Referential communication in children with autism spectrum disorder.
Referential communication deficits in autism stem from theory-of-mind and memory limits, not language level.
01Research in Context
What this study did
Dahlgren et al. (2008) watched kids with autism talk to a partner who could not see the toys. The kids had to describe each toy so the partner could pick the right one.
The team also tested theory-of-mind and memory. They wanted to see which skills linked to clear talking.
What they found
Children with autism gave weaker clues than matched peers. Their hints were shorter and left out key details.
Poor hints tracked with lower theory-of-mind scores and weaker memory, not with grammar or vocabulary.
How this fits with other research
Malkin et al. (2018) extends this picture. Five- to seven-year-olds with autism could keep track of shared experience yet still spoke as if the listener knew everything. The 2016 paper by M et al. adds that working-memory overload, not just social gaps, slows discourse.
Lancioni et al. (2009) shows the memory link goes deeper. Kids with autism can recognize items but struggle to recall who did what. In typical kids, theory-of-mind and source memory rise together; in autism they do not.

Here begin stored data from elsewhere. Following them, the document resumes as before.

//! XML mesh reader
//!
//! The XML form carries the same content as the binary container, so it is
//! deserialized with serde and mapped onto the same [`RawMesh`].

use std::collections::BTreeMap;

use quick_xml::de::from_str;
use serde::Deserialize;
use tracing::debug;

use crate::error::{DecodeError, DecodeResult};
use crate::geometry::{FormatVersion, OperationType, RawMesh, RawSubmesh, VertexData};

#[derive(Debug, Deserialize)]
#[serde(rename = "mesh")]
struct XmlMesh {
    #[serde(default)]
    sharedgeometry: Option<XmlGeometry>,
    #[serde(default)]
    submeshes: Option<XmlSubmeshes>,
    #[serde(default)]
    skeletonlink: Option<XmlSkeletonLink>,
    #[serde(default)]
    submeshnames: Option<XmlSubmeshNames>,
}

#[derive(Debug, Deserialize)]
struct XmlSubmeshes {
    #[serde(default)]
    submesh: Vec<XmlSubmesh>,
}

#[derive(Debug, Deserialize)]
struct XmlSubmesh {
    #[serde(rename = "@material", default)]
    material: String,
    #[serde(rename = "@usesharedvertices", default)]
    use_shared: bool,
    #[serde(rename = "@operationtype", default)]
    operation: Option<String>,
    #[serde(default)]
    faces: Option<XmlFaces>,
    #[serde(default)]
    geometry: Option<XmlGeometry>,
}

#[derive(Debug, Deserialize)]
struct XmlFaces {
    #[serde(default)]
    face: Vec<XmlFace>,
}

/// Strip and fan faces after the first carry only `v1`
#[derive(Debug, Deserialize)]
struct XmlFace {
    #[serde(rename = "@v1")]
    v1: u32,
    #[serde(rename = "@v2", default)]
    v2: Option<u32>,
    #[serde(rename = "@v3", default)]
    v3: Option<u32>,
}

#[derive(Debug, Deserialize)]
struct XmlGeometry {
    #[serde(rename = "@vertexcount")]
    vertex_count: usize,
    #[serde(default)]
    vertexbuffer: Vec<XmlVertexBuffer>,
}

#[derive(Debug, Deserialize)]
struct XmlVertexBuffer {
    #[serde(default)]
    vertex: Vec<XmlVertex>,
}

#[derive(Debug, Deserialize)]
struct XmlVertex {
    #[serde(default)]
    position: Option<XmlVec3>,
    #[serde(default)]
    normal: Option<XmlVec3>,
    #[serde(default)]
    texcoord: Vec<XmlTexcoord>,
}

#[derive(Debug, Clone, Copy, Deserialize)]
struct XmlVec3 {
    #[serde(rename = "@x")]
    x: f32,
    #[serde(rename = "@y")]
    y: f32,
    #[serde(rename = "@z")]
    z: f32,
}

#[derive(Debug, Clone, Copy, Deserialize)]
struct XmlTexcoord {
    #[serde(rename = "@u")]
    u: f32,
    #[serde(rename = "@v")]
    v: f32,
}

#[derive(Debug, Deserialize)]
struct XmlSkeletonLink {
    #[serde(rename = "@name")]
    name: String,
}

#[derive(Debug, Deserialize)]
struct XmlSubmeshNames {
    #[serde(default)]
    submeshname: Vec<XmlSubmeshName>,
}

#[derive(Debug, Deserialize)]
struct XmlSubmeshName {
    #[serde(rename = "@name")]
    name: String,
    #[serde(rename = "@index")]
    index: u16,
}

impl XmlGeometry {
    /// Merge attributes spread across vertex buffers
    fn into_vertex_data(self) -> DecodeResult<VertexData> {
        let count = self.vertex_count;
        let mut data = VertexData::default();
        let mut have_positions = false;

        for buffer in &self.vertexbuffer {
            let positions: Option<Vec<[f32; 3]>> = buffer
                .vertex
                .iter()
                .map(|v| v.position.map(|p| [p.x, p.y, p.z]))
                .collect();
            if let (false, Some(positions)) = (have_positions, positions) {
                if !buffer.vertex.is_empty() {
                    data.positions = positions;
                    have_positions = true;
                }
            }
            if data.normals.is_none() && !buffer.vertex.is_empty() {
                data.normals = buffer
                    .vertex
                    .iter()
                    .map(|v| v.normal.map(|n| [n.x, n.y, n.z]))
                    .collect();
            }
            if data.uvs.is_none() && !buffer.vertex.is_empty() {
                data.uvs = buffer
                    .vertex
                    .iter()
                    .map(|v| v.texcoord.first().map(|t| [t.u, t.v]))
                    .collect();
            }
        }

        if data.positions.len() != count {
            return Err(DecodeError::Malformed(format!(
                "geometry declares {} vertices but lists {} positions",
                count,
                data.positions.len()
            )));
        }
        Ok(data)
    }
}

impl XmlSubmesh {
    fn into_raw(self) -> DecodeResult<RawSubmesh> {
        let operation = match self.operation.as_deref() {
            None => OperationType::TriangleList,
            Some(name) => OperationType::from_name(name).ok_or_else(|| {
                DecodeError::Malformed(format!("unknown operation type '{}'", name))
            })?,
        };
        let indices = self
            .faces
            .map(|faces| {
                faces
                    .face
                    .iter()
                    .flat_map(|f| [Some(f.v1), f.v2, f.v3])
                    .flatten()
                    .collect()
            })
            .unwrap_or_default();
        Ok(RawSubmesh {
            material: self.material,
            use_shared: self.use_shared,
            operation,
            indices,
            geometry: self.geometry.map(XmlGeometry::into_vertex_data).transpose()?,
        })
    }
}

/// Decode an XML mesh into its raw form
///
/// The XML form has no serializer version and reads as current.
pub fn read_xml(text: &str) -> DecodeResult<RawMesh> {
    let mesh: XmlMesh = from_str(text).map_err(|e| DecodeError::XmlError(e.to_string()))?;

    let mut raw = RawMesh::new(FormatVersion::Current);
    raw.shared = mesh
        .sharedgeometry
        .map(XmlGeometry::into_vertex_data)
        .transpose()?;
    raw.submeshes = mesh
        .submeshes
        .map(|s| s.submesh)
        .unwrap_or_default()
        .into_iter()
        .map(XmlSubmesh::into_raw)
        .collect::<DecodeResult<_>>()?;
    raw.skeleton = mesh.skeletonlink.map(|s| s.name);
    raw.submesh_names = mesh
        .submeshnames
        .map(|n| n.submeshname)
        .unwrap_or_default()
        .into_iter()
        .map(|n| (n.index, n.name))
        .collect::<BTreeMap<_, _>>();

    debug!(submeshes = raw.submeshes.len(), shared = raw.shared.is_some(), "Read XML mesh");
    Ok(raw)
}

#[cfg(test)]
mod tests {
    use super::*;

    const TRIANGLE: &str = r#"<mesh>
    <submeshes>
        <submesh material="Body" usesharedvertices="false" use32bitindexes="false" operationtype="triangle_list">
            <faces count="1">
                <face v1="0" v2="1" v3="2" />
            </faces>
            <geometry vertexcount="3">
                <vertexbuffer positions="true" normals="true">
                    <vertex><position x="0" y="0" z="0" /><normal x="0" y="0" z="1" /></vertex>
                    <vertex><position x="1" y="0" z="0" /><normal x="0" y="0" z="1" /></vertex>
                    <vertex><position x="0" y="1" z="2" /><normal x="0" y="0" z="1" /></vertex>
                </vertexbuffer>
                <vertexbuffer texture_coord_dimensions_0="2" texture_coords="1">
                    <vertex><texcoord u="0" v="0" /></vertex>
                    <vertex><texcoord u="1" v="0" /></vertex>
                    <vertex><texcoord u="0" v="1" /></vertex>
                </vertexbuffer>
            </geometry>
        </submesh>
    </submeshes>
    <submeshnames>
        <submeshname name="body" index="0" />
    </submeshnames>
</mesh>"#;

    #[test]
    fn test_reads_split_vertex_buffers() {
        let raw = read_xml(TRIANGLE).unwrap();
        assert_eq!(raw.version, FormatVersion::Current);
        let sub = &raw.submeshes[0];
        assert_eq!(sub.material, "Body");
        assert_eq!(sub.indices, vec![0, 1, 2]);
        let data = sub.geometry.as_ref().unwrap();
        assert_eq!(data.positions[2], [0.0, 1.0, 2.0]);
        assert_eq!(data.normals.as_ref().unwrap().len(), 3);
        assert_eq!(data.uvs.as_ref().unwrap()[1], [1.0, 0.0]);
        assert_eq!(raw.submesh_names[&0], "body");
    }

    #[test]
    fn test_shared_geometry_and_strip_faces() {
        let xml = r#"<mesh>
    <sharedgeometry vertexcount="4">
        <vertexbuffer positions="true">
            <vertex><position x="0" y="0" z="0" /></vertex>
            <vertex><position x="1" y="0" z="0" /></vertex>
            <vertex><position x="0" y="1" z="0" /></vertex>
            <vertex><position x="1" y="1" z="0" /></vertex>
        </vertexbuffer>
    </sharedgeometry>
    <submeshes>
        <submesh material="Glass" usesharedvertices="true" operationtype="triangle_strip">
            <faces count="2">
                <face v1="0" v2="1" v3="2" />
                <face v1="3" />
            </faces>
        </submesh>
    </submeshes>
    <skeletonlink name="car.skeleton" />
</mesh>"#;
        let raw = read_xml(xml).unwrap();
        let shared = raw.shared.as_ref().unwrap();
        assert_eq!(shared.len(), 4);
        assert!(shared.normals.is_none());
        assert!(shared.uvs.is_none());
        assert_eq!(raw.submeshes[0].operation, OperationType::TriangleStrip);
        assert_eq!(raw.submeshes[0].indices, vec![0, 1, 2, 3]);
        assert_eq!(raw.skeleton.as_deref(), Some("car.skeleton"));
    }

    #[test]
    fn test_vertex_count_mismatch() {
        let xml = TRIANGLE.replace("vertexcount=\"3\"", "vertexcount=\"5\"");
        assert!(matches!(read_xml(&xml), Err(DecodeError::Malformed(_))));
    }

    #[test]
    fn test_invalid_xml() {
        assert!(matches!(read_xml("<mesh><submeshes>"), Err(DecodeError::XmlError(_))));
    }
}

Lampri et al. (2024) pulls these threads into one story. Their review says theory-of-mind and verbal skill best predict all pragmatic language trouble in autism, matching the 2008 focus.
Why it matters
When a client with autism gives vague instructions, check theory-of-mind and memory first. Boost perspective-taking with simple role-reversal games. Cut memory load by showing one picture at a time or letting the child point before speaking. These quick moves can sharpen referential clarity in your next session.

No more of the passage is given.